Source:
https://scmp.com/news/world/europe/article/2171815/court-orders-belgiums-former-king-take-paternity-test
World/ Europe

Court orders Belgium’s former king to take paternity test

  • Former monarch must take test within three months or risk being presumed to be artist Delphine Boel’s father, but his lawyers challenge the order
Belgium’s royal family, with former king Albert II (front, centre), in Brussels in July, 2013. Photo: Reuters

The Brussels appeal court has ordered the retired king of Belgium to take a DNA paternity test, overturning an earlier ruling in a suit brought by 50-year-old artist Delphine Boel.

Under the judgment, reported by Boel’s lawyers on Monday, King Albert II must take the test within three months or risk being presumed to be her father – although his lawyers could seek to challenge the court’s legal argument.

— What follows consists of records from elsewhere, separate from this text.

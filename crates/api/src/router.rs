//! Shared application router builder.
//!
//! Provides [`build_app_router`] so both the production binary (`main.rs`)
//! and integration tests (`tests/common/mod.rs`) use the exact same
//! middleware stack.

use std::time::Duration;

use axum::http::header::{AUTHORIZATION, CONTENT_TYPE};
use axum::http::{HeaderName, Method, StatusCode};
use axum::Router;
use tower_http::catch_panic::CatchPanicLayer;
use tower_http::cors::CorsLayer;
use tower_http::request_id::{MakeRequestUuid, PropagateRequestIdLayer, SetRequestIdLayer};
use tower_http::services::ServeDir;
use tower_http::timeout::TimeoutLayer;
use tower_http::trace::{DefaultMakeSpan, DefaultOnResponse, TraceLayer};
use tracing::Level;

use crate::config::ServerConfig;
use crate::routes;
use crate::state::AppState;

/// Build the full application [`Router`] with all middleware layers.
///
/// Uploaded product images are served read-only from
/// [`ServerConfig::media_dir`] under `/media`.
///
/// The middleware stack is applied bottom-up:
///
/// 1. CORS
/// 2. Set request ID on incoming requests
/// 3. Structured request/response tracing
/// 4. Propagate request ID to response
/// 5. Request timeout
/// 6. Panic recovery (catch panics, return 500)
pub fn build_app_router(state: AppState, config: &ServerConfig) -> Router {
    let cors = build_cors_layer(config);
    let request_id_header = HeaderName::from_static("x-request-id");

    Router::new()
        // Health check at root level (not under /api/v1).
        .merge(routes::health::router())
        // API v1 routes.
        .nest("/api/v1", routes::api_routes())
        // Product images.
        .nest_service("/media", ServeDir::new(&config.media_dir))
        // -- Middleware stack (applied bottom-up) --
        .layer(CatchPanicLayer::new())
        .layer(TimeoutLayer::with_status_code(
            StatusCode::REQUEST_TIMEOUT,
            Duration::from_secs(config.request_timeout_secs),
        ))
        .layer(PropagateRequestIdLayer::new(request_id_header.clone()))
        .layer(
            TraceLayer::new_for_http()
                .make_span_with(DefaultMakeSpan::new().level(Level::INFO))
                .on_response(DefaultOnResponse::new().level(Level::INFO)),
        )
        .layer(SetRequestIdLayer::new(request_id_header, MakeRequestUuid))
        .layer(cors)
        .with_state(state)
}

/// Build the CORS middleware layer from server configuration.
///
/// Panics at startup if any configured origin is invalid.
pub fn build_cors_layer(config: &ServerConfig) -> CorsLayer {
    let origins: Vec<_> = config
        .cors_origins
        .iter()
        .map(|o| {
            o.parse()
                .unwrap_or_else(|e| panic!("Invalid CORS origin '{o}': {e}"))
        })
        .collect();

    CorsLayer::new()
        .allow_origin(origins)
        .allow_methods([Method::GET, Method::POST, Method::PUT, Method::DELETE])
        .allow_headers([CONTENT_TYPE, AUTHORIZATION])
        .allow_credentials(true)
        .max_age(Duration::from_secs(3600))
}
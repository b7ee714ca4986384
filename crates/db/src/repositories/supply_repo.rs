//! Repositories for the supplier side: `delivery_requests`,
//! `requested_products`, `deliveries`, `acceptance_acts` and `supplies`.

use sqlx::{PgConnection, PgPool};
use warehub_core::statuses::RequestStatus;
use warehub_core::types::DbId;

use crate::models::supply::{
    AcceptanceAct, AcceptanceActLine, CreateAcceptanceAct, CreateDelivery, CreateDeliveryRequest,
    Delivery, DeliveryRequest, RequestFilter, RequestedProductDetail, Supply,
};
use crate::{clamp_limit, clamp_offset};

const COLUMNS: &str = "id, supplier_id, warehouse_id, status, expected_date, note, created_by, \
                       created_at, updated_at";

const DELIVERY_COLUMNS: &str = "id, request_id, carrier, vehicle_info, tracking_number, \
                                shipped_at, expected_at";

const ACT_COLUMNS: &str = "id, request_id, accepted_by, note, created_at";

const SUPPLY_COLUMNS: &str = "id, request_id, supplier_id, warehouse_id, total_quantity, completed_at";

/// Provides operations on requests for delivery.
pub struct DeliveryRequestRepo;

impl DeliveryRequestRepo {
    /// Insert a request with its product lines in one transaction.
    pub async fn create(
        pool: &PgPool,
        input: &CreateDeliveryRequest,
    ) -> Result<DeliveryRequest, sqlx::Error> {
        let mut tx = pool.begin().await?;

        let query = format!(
            "INSERT INTO delivery_requests (supplier_id, warehouse_id, expected_date, note, created_by)
             VALUES ($1, $2, $3, $4, $5)
             RETURNING {COLUMNS}"
        );
        let request = sqlx::query_as::<_, DeliveryRequest>(&query)
            .bind(input.supplier_id)
            .bind(input.warehouse_id)
            .bind(input.expected_date)
            .bind(&input.note)
            .bind(input.created_by)
            .fetch_one(&mut *tx)
            .await?;

        for line in &input.lines {
            sqlx::query(
                "INSERT INTO requested_products (request_id, product_id, quantity)
                 VALUES ($1, $2, $3)",
            )
            .bind(request.id)
            .bind(line.product_id)
            .bind(line.quantity)
            .execute(&mut *tx)
            .await?;
        }

        tx.commit().await?;
        Ok(request)
    }

    pub async fn find_by_id(
        pool: &PgPool,
        id: DbId,
    ) -> Result<Option<DeliveryRequest>, sqlx::Error> {
        let query = format!("SELECT {COLUMNS} FROM delivery_requests WHERE id = $1");
        sqlx::query_as::<_, DeliveryRequest>(&query)
            .bind(id)
            .fetch_optional(pool)
            .await
    }

    /// Lock a request row for the rest of the transaction.
    pub async fn lock(
        conn: &mut PgConnection,
        id: DbId,
    ) -> Result<Option<DeliveryRequest>, sqlx::Error> {
        let query = format!("SELECT {COLUMNS} FROM delivery_requests WHERE id = $1 FOR UPDATE");
        sqlx::query_as::<_, DeliveryRequest>(&query)
            .bind(id)
            .fetch_optional(conn)
            .await
    }

    /// List requests newest first. With `hide_new`, requests still in `new`
    /// are left out; suppliers never see drafts.
    pub async fn list(
        pool: &PgPool,
        filter: &RequestFilter,
        hide_new: bool,
    ) -> Result<Vec<DeliveryRequest>, sqlx::Error> {
        let query = format!(
            "SELECT {COLUMNS} FROM delivery_requests
             WHERE ($1::TEXT IS NULL OR status = $1)
               AND ($2::BIGINT IS NULL OR supplier_id = $2)
               AND (NOT $3 OR status <> 'new')
             ORDER BY created_at DESC, id DESC
             LIMIT $4 OFFSET $5"
        );
        sqlx::query_as::<_, DeliveryRequest>(&query)
            .bind(&filter.status)
            .bind(filter.supplier_id)
            .bind(hide_new)
            .bind(clamp_limit(filter.limit))
            .bind(clamp_offset(filter.offset))
            .fetch_all(pool)
            .await
    }

    pub async fn lines(
        pool: &PgPool,
        request_id: DbId,
    ) -> Result<Vec<RequestedProductDetail>, sqlx::Error> {
        sqlx::query_as::<_, RequestedProductDetail>(
            "SELECT rp.id, rp.request_id, rp.product_id, p.article, p.name AS product_name,
                    rp.quantity
             FROM requested_products rp
             JOIN products p ON p.id = rp.product_id
             WHERE rp.request_id = $1
             ORDER BY rp.id ASC",
        )
        .bind(request_id)
        .fetch_all(pool)
        .await
    }

    pub async fn set_status_in(
        conn: &mut PgConnection,
        id: DbId,
        status: RequestStatus,
    ) -> Result<Option<DeliveryRequest>, sqlx::Error> {
        let query =
            format!("UPDATE delivery_requests SET status = $2 WHERE id = $1 RETURNING {COLUMNS}");
        sqlx::query_as::<_, DeliveryRequest>(&query)
            .bind(id)
            .bind(status.as_str())
            .fetch_optional(conn)
            .await
    }

    /// Record the shipment details sent by the supplier.
    pub async fn record_delivery_in(
        conn: &mut PgConnection,
        request_id: DbId,
        input: &CreateDelivery,
    ) -> Result<Delivery, sqlx::Error> {
        let query = format!(
            "INSERT INTO deliveries (request_id, carrier, vehicle_info, tracking_number, expected_at)
             VALUES ($1, $2, $3, $4, $5)
             RETURNING {DELIVERY_COLUMNS}"
        );
        sqlx::query_as::<_, Delivery>(&query)
            .bind(request_id)
            .bind(&input.carrier)
            .bind(&input.vehicle_info)
            .bind(&input.tracking_number)
            .bind(input.expected_at)
            .fetch_one(conn)
            .await
    }

    pub async fn find_delivery(
        pool: &PgPool,
        request_id: DbId,
    ) -> Result<Option<Delivery>, sqlx::Error> {
        let query = format!("SELECT {DELIVERY_COLUMNS} FROM deliveries WHERE request_id = $1");
        sqlx::query_as::<_, Delivery>(&query)
            .bind(request_id)
            .fetch_optional(pool)
            .await
    }
}

/// Provides operations on acceptance acts.
pub struct AcceptanceActRepo;

impl AcceptanceActRepo {
    /// Insert an act with its lines in one transaction.
    pub async fn create(
        pool: &PgPool,
        input: &CreateAcceptanceAct,
    ) -> Result<AcceptanceAct, sqlx::Error> {
        let mut tx = pool.begin().await?;

        let query = format!(
            "INSERT INTO acceptance_acts (request_id, accepted_by, note)
             VALUES ($1, $2, $3)
             RETURNING {ACT_COLUMNS}"
        );
        let act = sqlx::query_as::<_, AcceptanceAct>(&query)
            .bind(input.request_id)
            .bind(input.accepted_by)
            .bind(&input.note)
            .fetch_one(&mut *tx)
            .await?;

        for line in &input.lines {
            sqlx::query(
                "INSERT INTO acceptance_act_lines (act_id, requested_product_id, accepted_quantity)
                 VALUES ($1, $2, $3)",
            )
            .bind(act.id)
            .bind(line.requested_product_id)
            .bind(line.accepted_quantity)
            .execute(&mut *tx)
            .await?;
        }

        tx.commit().await?;
        Ok(act)
    }

    pub async fn find_by_request(
        pool: &PgPool,
        request_id: DbId,
    ) -> Result<Option<AcceptanceAct>, sqlx::Error> {
        let query = format!("SELECT {ACT_COLUMNS} FROM acceptance_acts WHERE request_id = $1");
        sqlx::query_as::<_, AcceptanceAct>(&query)
            .bind(request_id)
            .fetch_optional(pool)
            .await
    }

    pub async fn exists_in(conn: &mut PgConnection, request_id: DbId) -> Result<bool, sqlx::Error> {
        sqlx::query_scalar("SELECT EXISTS (SELECT 1 FROM acceptance_acts WHERE request_id = $1)")
            .bind(request_id)
            .fetch_one(conn)
            .await
    }

    pub async fn lines(pool: &PgPool, act_id: DbId) -> Result<Vec<AcceptanceActLine>, sqlx::Error> {
        sqlx::query_as::<_, AcceptanceActLine>(
            "SELECT id, act_id, requested_product_id, accepted_quantity
             FROM acceptance_act_lines WHERE act_id = $1 ORDER BY id ASC",
        )
        .bind(act_id)
        .fetch_all(pool)
        .await
    }
}

/// Provides operations on completed supplies.
pub struct SupplyRepo;

impl SupplyRepo {
    /// Write the supply record for a request, totalling the accepted
    /// quantities of its acceptance act.
    pub async fn create_in(
        conn: &mut PgConnection,
        request: &DeliveryRequest,
    ) -> Result<Supply, sqlx::Error> {
        let query = format!(
            "INSERT INTO supplies (request_id, supplier_id, warehouse_id, total_quantity)
             SELECT $1, $2, $3, COALESCE(SUM(l.accepted_quantity), 0)::BIGINT
             FROM acceptance_acts a
             LEFT JOIN acceptance_act_lines l ON l.act_id = a.id
             WHERE a.request_id = $1
             RETURNING {SUPPLY_COLUMNS}"
        );
        sqlx::query_as::<_, Supply>(&query)
            .bind(request.id)
            .bind(request.supplier_id)
            .bind(request.warehouse_id)
            .fetch_one(conn)
            .await
    }

    pub async fn list(
        pool: &PgPool,
        supplier_id: Option<DbId>,
        limit: Option<i64>,
        offset: Option<i64>,
    ) -> Result<Vec<Supply>, sqlx::Error> {
        let query = format!(
            "SELECT {SUPPLY_COLUMNS} FROM supplies
             WHERE ($1::BIGINT IS NULL OR supplier_id = $1)
             ORDER BY completed_at DESC, id DESC
             LIMIT $2 OFFSET $3"
        );
        sqlx::query_as::<_, Supply>(&query)
            .bind(supplier_id)
            .bind(clamp_limit(limit))
            .bind(clamp_offset(offset))
            .fetch_all(pool)
            .await
    }
}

File photo of Belgian artist Delphine Boel. Photo: Reuters
File photo of Belgian artist Delphine Boel. Photo: Reuters

The 84-year-old monarch, who in 2013 abdicated in favour of his son Philippe after 20 years on the throne, has contested Boel’s claim for more than a decade. Court-ordered DNA tests have proved she is not the daughter of Jacques Boel, scion of one of Belgium’s richest industrial dynasties.

Boel’s lawyers said in their statement that they were pleased with the “strong affirmation of the principle of acting in the interests of the child” as she seeks legal confirmation of her true identity.

That identity became a topic of public debate after the publication in 1999 of a biography of Queen Paola, Albert’s Italian wife, which claimed he had a long extramarital relationship from which a daughter was born in the 1960s.

Albert, who has no formal public role, has acknowledged that he and Paola had marital difficulties. Their three children are all older than Boel. Next in line to the throne is 17-year-old Princess Elisabeth, daughter of Philippe and Queen Mathilde.